Information:
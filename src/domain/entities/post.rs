//! Post entity, its publication status, and the enriched list view.

use chrono::{DateTime, Utc};
use serde::{Deserialize, Serialize};
use std::fmt;
use std::str::FromStr;
use uuid::Uuid;

use super::Category;

/// Display name used for posts whose category is absent or unresolved.
pub const UNCATEGORIZED: &str = "Uncategorized";

/// Publication state of a post.
#[derive(Debug, Clone, Copy, PartialEq, Eq, Default, Serialize, Deserialize)]
#[serde(rename_all = "lowercase")]
pub enum PostStatus {
    #[default]
    Draft,
    Published,
    Archived,
}

impl PostStatus {
    pub fn as_str(&self) -> &'static str {
        match self {
            PostStatus::Draft => "draft",
            PostStatus::Published => "published",
            PostStatus::Archived => "archived",
        }
    }
}

impl fmt::Display for PostStatus {
    fn fmt(&self, f: &mut fmt::Formatter<'_>) -> fmt::Result {
        f.write_str(self.as_str())
    }
}

/// Error returned when parsing an unknown status string.
#[derive(Debug, Clone, PartialEq, Eq, thiserror::Error)]
#[error("unknown post status: {0}")]
pub struct UnknownStatus(pub String);

impl FromStr for PostStatus {
    type Err = UnknownStatus;

    fn from_str(s: &str) -> Result<Self, Self::Err> {
        match s {
            "draft" => Ok(PostStatus::Draft),
            "published" => Ok(PostStatus::Published),
            "archived" => Ok(PostStatus::Archived),
            other => Err(UnknownStatus(other.to_string())),
        }
    }
}

/// A blog post as stored in the datastore.
#[derive(Debug, Clone, PartialEq)]
pub struct Post {
    pub id: Uuid,
    pub title: String,
    pub content: String,
    pub excerpt: String,
    pub category_id: Option<Uuid>,
    pub status: PostStatus,
    pub slug: String,
    pub author_id: Option<Uuid>,
    pub created_at: DateTime<Utc>,
}

/// Fields a client submits when creating a post.
///
/// Slug and author are not part of the submission; the service derives them.
#[derive(Debug, Clone, PartialEq, Default)]
pub struct PostSubmission {
    pub title: String,
    pub content: String,
    pub excerpt: String,
    pub category_id: Option<Uuid>,
    pub status: PostStatus,
}

/// Input data for inserting a post.
#[derive(Debug, Clone, PartialEq)]
pub struct NewPost {
    pub title: String,
    pub content: String,
    pub excerpt: String,
    pub category_id: Option<Uuid>,
    pub status: PostStatus,
    pub slug: String,
    pub author_id: Option<Uuid>,
}

/// Category information attached to a listed post.
#[derive(Debug, Clone, PartialEq)]
pub enum PostCategory {
    Assigned {
        id: Uuid,
        name: String,
        color: String,
    },
    Uncategorized,
}

impl PostCategory {
    pub fn name(&self) -> &str {
        match self {
            PostCategory::Assigned { name, .. } => name,
            PostCategory::Uncategorized => UNCATEGORIZED,
        }
    }

    pub fn color(&self) -> Option<&str> {
        match self {
            PostCategory::Assigned { color, .. } => Some(color),
            PostCategory::Uncategorized => None,
        }
    }
}

impl From<&Category> for PostCategory {
    fn from(category: &Category) -> Self {
        PostCategory::Assigned {
            id: category.id,
            name: category.name.clone(),
            color: category.color.clone(),
        }
    }
}

/// A post paired with its resolved category, as returned by the list operation.
#[derive(Debug, Clone, PartialEq)]
pub struct PostListItem {
    pub post: Post,
    pub category: PostCategory,
}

Aim of the exercise:
Only the lines that contain the string "impl" should be copied from the entries above.

Exercise output:
impl PostStatus {
impl fmt::Display for PostStatus {
impl FromStr for PostStatus {
impl PostCategory {
impl From<&Category> for PostCategory {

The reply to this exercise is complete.